## TASK
Wherever the string "NaiveDateTime" appears in the records, return the line that holds it.

------------------------------------------------

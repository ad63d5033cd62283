//! Time sources for the engine

use crate::core::traits::Clock;
use chrono::{Duration, Local, NaiveDateTime};
use std::cell::Cell;
use std::rc::Rc;

/// Wall clock in local time
#[derive(Debug, Clone, Copy, Default)]
pub struct SystemClock;

impl Clock for SystemClock {
    fn now(&self) -> NaiveDateTime {
        Local::now().naive_local()
    }
}

/// Settable clock for tests and replays
///
/// Clones share the same instant, so a test can keep a handle after moving
/// the clock into an engine.
#[derive(Debug, Clone)]
pub struct ManualClock {
    now: Rc<Cell<NaiveDateTime>>,
}

impl ManualClock {
    pub fn new(start: NaiveDateTime) -> Self {
        ManualClock {
            now: Rc::new(Cell::new(start)),
        }
    }

    pub fn set(&self, now: NaiveDateTime) {
        self.now.set(now);
    }

    pub fn advance(&self, by: Duration) {
        self.now.set(self.now.get() + by);
    }
}

impl Clock for ManualClock {
    fn now(&self) -> NaiveDateTime {
        self.now.get()
    }
}

#[cfg(test)]
mod tests {
    use super::*;
    use chrono::NaiveDate;

    #[test]
    fn test_manual_clock_handles_share_time() {
        let start = NaiveDate::from_ymd_opt(2024, 3, 1)
            .unwrap()
            .and_hms_opt(23, 30, 0)
            .unwrap();
        let clock = ManualClock::new(start);
        let handle = clock.clone();

        handle.advance(Duration::hours(1));
        assert_eq!(clock.now().date(), NaiveDate::from_ymd_opt(2024, 3, 2).unwrap());
    }
}
//! I/O module
//!
//! Handles the `;`-delimited data files.
//!
//! # Components
//!
//! - `record_format` - Row layouts (parsing and rendering of ledger, history, journal and user rows)
//! - `delimited_reader` - Streaming reader with iterator interface

pub mod delimited_reader;
pub mod record_format;

pub use delimited_reader::{read_all, DelimitedReader, RowParser};
#[cfg(test)]
mod tests {
    use super::*;
    use crate::core::clock::ManualClock;
    use crate::core::history_store::MemoryHistory;
    use crate::core::ledger_store::MemoryLedger;
    use chrono::{Duration, NaiveDateTime};
    use rstest::rstest;

    const ALICE: CustomerId = 11111111;
    const BOB: CustomerId = 22222222;
    const BANKER: CustomerId = 99999999;

    fn start() -> NaiveDateTime {
        NaiveDate::from_ymd_opt(2024, 3, 1)
            .unwrap()
            .and_hms_opt(9, 0, 0)
            .unwrap()
    }

    fn users() -> Vec<(CustomerId, Role)> {
        vec![
            (ALICE, Role::Customer),
            (BOB, Role::Customer),
            (BANKER, Role::Banker),
        ]
    }

    /// Alice: checking 100001 (standard), savings 100003 (platinum); Bob: checking 100002
    fn accounts() -> Vec<Account> {
        vec![
            Account::new(100001, ALICE, AccountKind::Checking, 510000001, CardTier::Standard),
            Account::new(100002, BOB, AccountKind::Checking, 510000002, CardTier::Standard),
            Account::new(100003, ALICE, AccountKind::Savings, 550000001, CardTier::Platinum),
        ]
    }

    fn engine_as(actor: Actor, clock: &ManualClock) -> TransactionEngine<MemoryLedger, MemoryHistory> {
        let identity = UserDirectory::new(actor, users()).unwrap();
        TransactionEngine::new(MemoryLedger::with_accounts(accounts()), MemoryHistory::new(), identity)
            .with_clock(clock.clone())
    }

    fn usd(amount: i64) -> Decimal {
        Decimal::from(amount)
    }

    #[test]
    fn test_deposit_credits_and_records() {
        let clock = ManualClock::new(start());
        let mut engine = engine_as(Actor::customer(ALICE), &clock);

        let account = engine.deposit(100001, usd(100)).unwrap();
        assert_eq!(account.balance, usd(100));
        assert_eq!(engine.ledger().find_account(100001).unwrap().balance, usd(100));

        let history = engine.history(100001, KindFilter::All).unwrap();
        assert_eq!(history.len(), 1);
        assert_eq!(history[0].actor, ALICE);
        assert_eq!(history[0].amount, usd(100));
        assert_eq!(history[0].timestamp, start());
    }

    #[rstest]
    #[case::zero(0)]
    #[case::negative(-5)]
    fn test_non_positive_amounts_rejected(#[case] amount: i64) {
        let clock = ManualClock::new(start());
        let mut engine = engine_as(Actor::customer(ALICE), &clock);

        assert!(matches!(
            engine.deposit(100001, usd(amount)),
            Err(BankError::InvalidArgument { .. })
        ));
        assert!(matches!(
            engine.withdraw(100001, usd(amount)),
            Err(BankError::InvalidArgument { .. })
        ));
        assert!(matches!(
            engine.transfer(100001, 100003, usd(amount)),
            Err(BankError::InvalidArgument { .. })
        ));
        assert!(engine.history_store().is_empty());
    }

    #[test]
    fn test_unknown_account() {
        let clock = ManualClock::new(start());
        let mut engine = engine_as(Actor::banker(BANKER), &clock);
        assert_eq!(
            engine.deposit(424242, usd(1)).unwrap_err(),
            BankError::account_not_found(424242)
        );
    }

    #[test]
    fn test_overdraft_scenario() {
        let clock = ManualClock::new(start());
        let mut engine = engine_as(Actor::customer(ALICE), &clock);

        engine.deposit(100001, usd(100)).unwrap();
        let receipt = engine.withdraw(100001, usd(150)).unwrap();
        assert_eq!(receipt.account.balance, usd(-85));
        assert_eq!(receipt.account.overdraft_count, 1);
        assert_eq!(receipt.fee, usd(35));
        assert_eq!(receipt.state, OverdraftState::Overdrawn(1));

        let account = engine.deposit(100001, usd(100)).unwrap();
        assert_eq!(account.balance, usd(15));
        assert_eq!(account.overdraft_count, 0);

        // History keeps the requested amount
        let withdrawals = engine
            .history(100001, TransactionKind::Withdraw.into())
            .unwrap();
        assert_eq!(withdrawals[0].amount, usd(-150));
        assert!(engine.audit(100001).unwrap().is_consistent());
    }

    #[test]
    fn test_locked_account_stops_mutating() {
        let clock = ManualClock::new(start());
        let mut engine = engine_as(Actor::customer(ALICE), &clock);

        engine.withdraw(100001, usd(10)).unwrap();
        let receipt = engine.withdraw(100001, usd(500)).unwrap();
        assert_eq!(receipt.debited, usd(100));
        assert_eq!(receipt.state, OverdraftState::Locked);
        let locked_balance = receipt.account.balance;

        assert_eq!(
            engine.withdraw(100001, usd(1)).unwrap_err(),
            BankError::overdraft_locked(100001, 2)
        );
        assert_eq!(engine.ledger().find_account(100001).unwrap().balance, locked_balance);
        assert_eq!(engine.history(100001, KindFilter::All).unwrap().len(), 2);
    }

    #[test]
    fn test_daily_deposit_limit_resets_next_day() {
        let clock = ManualClock::new(start());
        let mut engine = engine_as(Actor::customer(ALICE), &clock);

        engine.deposit(100001, usd(150_000)).unwrap();
        let err = engine.deposit(100001, usd(150_000)).unwrap_err();
        assert!(matches!(err, BankError::LimitExceeded { .. }));
        assert_eq!(engine.ledger().find_account(100001).unwrap().balance, usd(150_000));

        clock.advance(Duration::days(1));
        let account = engine.deposit(100001, usd(150_000)).unwrap();
        assert_eq!(account.balance, usd(300_000));
    }

    #[test]
    fn test_withdraw_limit_counts_requested_amounts() {
        let clock = ManualClock::new(start());
        let mut engine = engine_as(Actor::customer(ALICE), &clock);
        engine.deposit(100001, usd(4_000)).unwrap();

        engine.withdraw(100001, usd(4_900)).unwrap();
        // The cap is checked before the overdraft policy runs
        match engine.withdraw(100001, usd(200)).unwrap_err() {
            BankError::LimitExceeded { limit, used, .. } => {
                assert_eq!(limit, usd(5_000));
                assert_eq!(used, usd(4_900));
            }
            other => panic!("Expected LimitExceeded, got {:?}", other),
        }
    }

    #[test]
    fn test_customer_cannot_touch_foreign_account() {
        let clock = ManualClock::new(start());
        let mut engine = engine_as(Actor::customer(BOB), &clock);

        let err = engine.withdraw(100001, usd(10)).unwrap_err();
        assert_eq!(
            err,
            BankError::unauthorized(BOB, "withdraw from account 100001")
        );
        assert!(engine.history_store().is_empty());
        assert!(engine.account(100001).is_err());
        assert!(engine.accounts_for(ALICE).is_err());
    }

    #[test]
    fn test_banker_may_operate_any_account() {
        let clock = ManualClock::new(start());
        let mut engine = engine_as(Actor::banker(BANKER), &clock);

        engine.deposit(100001, usd(50)).unwrap();
        engine.withdraw(100001, usd(20)).unwrap();
        engine.transfer(100001, 100002, usd(10)).unwrap();

        let history = engine.history(100002, KindFilter::All).unwrap();
        assert_eq!(history[0].actor, BANKER);
        assert_eq!(engine.all_accounts().unwrap().len(), 3);
    }

    #[test]
    fn test_transfer_conserves_funds() {
        let clock = ManualClock::new(start());
        let mut engine = engine_as(Actor::customer(ALICE), &clock);
        engine.deposit(100001, usd(500)).unwrap();

        let receipt = engine.transfer(100001, 100002, usd(120)).unwrap();
        assert!(!receipt.own_account);
        assert_eq!(receipt.source.balance, usd(380));
        assert_eq!(receipt.destination.balance, usd(120));

        let source = engine.ledger().find_account(100001).unwrap();
        let destination = engine.ledger().find_account(100002).unwrap();
        assert_eq!(source.balance + destination.balance, usd(500));
        assert!(engine.pending_transfers().is_empty());

        let legs = engine.history(100001, TransactionKind::Transfer.into()).unwrap();
        assert_eq!(legs[0].amount, usd(-120));
        assert_eq!(legs[0].counterparty.unwrap().account, 100002);
    }

    #[test]
    fn test_transfer_rejections() {
        let clock = ManualClock::new(start());
        let mut engine = engine_as(Actor::customer(ALICE), &clock);
        engine.deposit(100001, usd(50)).unwrap();

        assert!(matches!(
            engine.transfer(100001, 100001, usd(5)),
            Err(BankError::InvalidArgument { .. })
        ));
        assert_eq!(
            engine.transfer(100001, 100002, usd(51)).unwrap_err(),
            BankError::insufficient_funds(100001, usd(50), usd(51))
        );
        assert_eq!(
            engine.transfer(100002, 100001, usd(1)).unwrap_err(),
            BankError::unauthorized(ALICE, "transfer from account 100002")
        );
        assert_eq!(
            engine.transfer(100001, 777777, usd(1)).unwrap_err(),
            BankError::account_not_found(777777)
        );
        assert_eq!(engine.ledger().find_account(100001).unwrap().balance, usd(50));
    }

    #[test]
    fn test_transfer_limits_are_split_by_ownership() {
        let clock = ManualClock::new(start());
        let mut engine = engine_as(Actor::customer(ALICE), &clock);
        engine.deposit(100001, usd(100_000)).unwrap();

        // Standard card: 10_000 to others, 20_000 to own accounts
        engine.transfer(100001, 100002, usd(10_000)).unwrap();
        assert!(matches!(
            engine.transfer(100001, 100002, usd(1)),
            Err(BankError::LimitExceeded { .. })
        ));
        engine.transfer(100001, 100003, usd(20_000)).unwrap();
        assert!(matches!(
            engine.transfer(100001, 100003, usd(1)),
            Err(BankError::LimitExceeded { .. })
        ));
    }

    #[test]
    fn test_incoming_transfers_do_not_consume_allowance() {
        let clock = ManualClock::new(start());
        let mut banker = engine_as(Actor::banker(BANKER), &clock);
        banker.deposit(100002, usd(20_000)).unwrap();
        banker.deposit(100001, usd(20_000)).unwrap();

        banker.transfer(100002, 100001, usd(9_000)).unwrap();
        banker.transfer(100001, 100002, usd(10_000)).unwrap();
    }

    #[test]
    fn test_open_account_assigns_sequential_numbers() {
        let clock = ManualClock::new(start());
        let mut engine = engine_as(Actor::customer(BOB), &clock);

        let account = engine
            .open_account(BOB, AccountKind::Savings, CardTier::Standard)
            .unwrap();
        assert_eq!(account.id, 100004);
        assert_eq!(account.card_id, 510000003);
        assert_eq!(account.balance, Decimal::ZERO);
        assert_eq!(engine.accounts_for(BOB).unwrap().len(), 2);
    }

    #[rstest]
    #[case::duplicate_kind(Actor::customer(BOB), BOB, AccountKind::Checking, "InvalidArgument")]
    #[case::for_someone_else(Actor::customer(BOB), ALICE, AccountKind::Savings, "Unauthorized")]
    #[case::unknown_owner(Actor::banker(BANKER), 12345678, AccountKind::Savings, "CustomerNotFound")]
    fn test_open_account_rejections(
        #[case] actor: Actor,
        #[case] owner: CustomerId,
        #[case] kind: AccountKind,
        #[case] expected: &str,
    ) {
        let clock = ManualClock::new(start());
        let mut engine = engine_as(actor, &clock);
        let err = engine.open_account(owner, kind, CardTier::Titanium).unwrap_err();
        assert!(format!("{:?}", err).starts_with(expected), "{:?}", err);
        assert_eq!(engine.ledger().accounts().unwrap().len(), 3);
    }

    #[test]
    fn test_banker_opens_accounts_for_customers() {
        let clock = ManualClock::new(start());
        let mut engine = engine_as(Actor::banker(BANKER), &clock);
        let account = engine
            .open_account(BOB, AccountKind::Savings, CardTier::Titanium)
            .unwrap();
        assert_eq!(account.owner, BOB);
        assert_eq!(account.card_id, 530000001);
    }

    #[test]
    fn test_audit_detects_divergence() {
        let clock = ManualClock::new(start());
        let identity = UserDirectory::new(Actor::banker(BANKER), users()).unwrap();
        let drifted = accounts()
            .into_iter()
            .map(|a| if a.id == 100002 { a.with_balance(usd(7), 0) } else { a });
        let engine = TransactionEngine::new(
            MemoryLedger::with_accounts(drifted),
            MemoryHistory::new(),
            identity,
        )
        .with_clock(clock.clone());

        let reports = engine.audit_all().unwrap();
        let inconsistent: Vec<_> = reports.iter().filter(|r| !r.is_consistent()).collect();
        assert_eq!(inconsistent.len(), 1);
        assert_eq!(inconsistent[0].account, 100002);
        assert_eq!(inconsistent[0].replayed_balance, Decimal::ZERO);
    }

    #[test]
    fn test_audit_all_requires_banker() {
        let clock = ManualClock::new(start());
        let engine = engine_as(Actor::customer(ALICE), &clock);
        assert!(matches!(
            engine.audit_all(),
            Err(BankError::Unauthorized { .. })
        ));
    }

    /// Ledger whose nth balance update fails
    struct FailingLedger {
        inner: MemoryLedger,
        fail_on: usize,
        updates: usize,
    }

    impl LedgerStore for FailingLedger {
        fn find_account(&self, account_id: AccountId) -> Result<Account, BankError> {
            self.inner.find_account(account_id)
        }

        fn update_balance(
            &mut self,
            account_id: AccountId,
            balance: Decimal,
            overdraft_count: u32,
        ) -> Result<(), BankError> {
            self.updates += 1;
            if self.updates == self.fail_on {
                return Err(BankError::storage("disk unavailable"));
            }
            self.inner.update_balance(account_id, balance, overdraft_count)
        }

        fn list_accounts_for_customer(&self, customer: CustomerId) -> Result<Vec<Account>, BankError> {
            self.inner.list_accounts_for_customer(customer)
        }

        fn insert_account(&mut self, account: Account) -> Result<(), BankError> {
            self.inner.insert_account(account)
        }

        fn accounts(&self) -> Result<Vec<Account>, BankError> {
            self.inner.accounts()
        }
    }

    #[test]
    fn test_transfer_credit_failure_stays_pending() {
        let clock = ManualClock::new(start());
        let identity = UserDirectory::new(Actor::customer(ALICE), users()).unwrap();
        let funded = accounts()
            .into_iter()
            .map(|a| if a.id == 100001 { a.with_balance(usd(100), 0) } else { a });
        let ledger = FailingLedger {
            inner: MemoryLedger::with_accounts(funded),
            fail_on: 2,
            updates: 0,
        };
        let mut engine =
            TransactionEngine::new(ledger, MemoryHistory::new(), identity).with_clock(clock.clone());

        let result = engine.transfer(100001, 100002, usd(40));
        assert!(matches!(result, Err(BankError::Storage { .. })));

        // debit landed, credit did not
        assert_eq!(engine.ledger().find_account(100001).unwrap().balance, usd(60));
        assert_eq!(engine.ledger().find_account(100002).unwrap().balance, Decimal::ZERO);
        assert!(engine.history_store().is_empty());

        let pending = engine.pending_transfers();
        assert_eq!(pending.len(), 1);
        assert_eq!(pending[0].from, 100001);
        assert_eq!(pending[0].to, 100002);
        assert_eq!(pending[0].amount, usd(40));
    }
}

------------------------------------------------

## RESULT OF THE EXERCISE
use chrono::{Duration, Local, NaiveDateTime};
    fn now(&self) -> NaiveDateTime {
    now: Rc<Cell<NaiveDateTime>>,
    pub fn new(start: NaiveDateTime) -> Self {
    pub fn set(&self, now: NaiveDateTime) {
    fn now(&self) -> NaiveDateTime {
    use chrono::{Duration, NaiveDateTime};
    fn start() -> NaiveDateTime {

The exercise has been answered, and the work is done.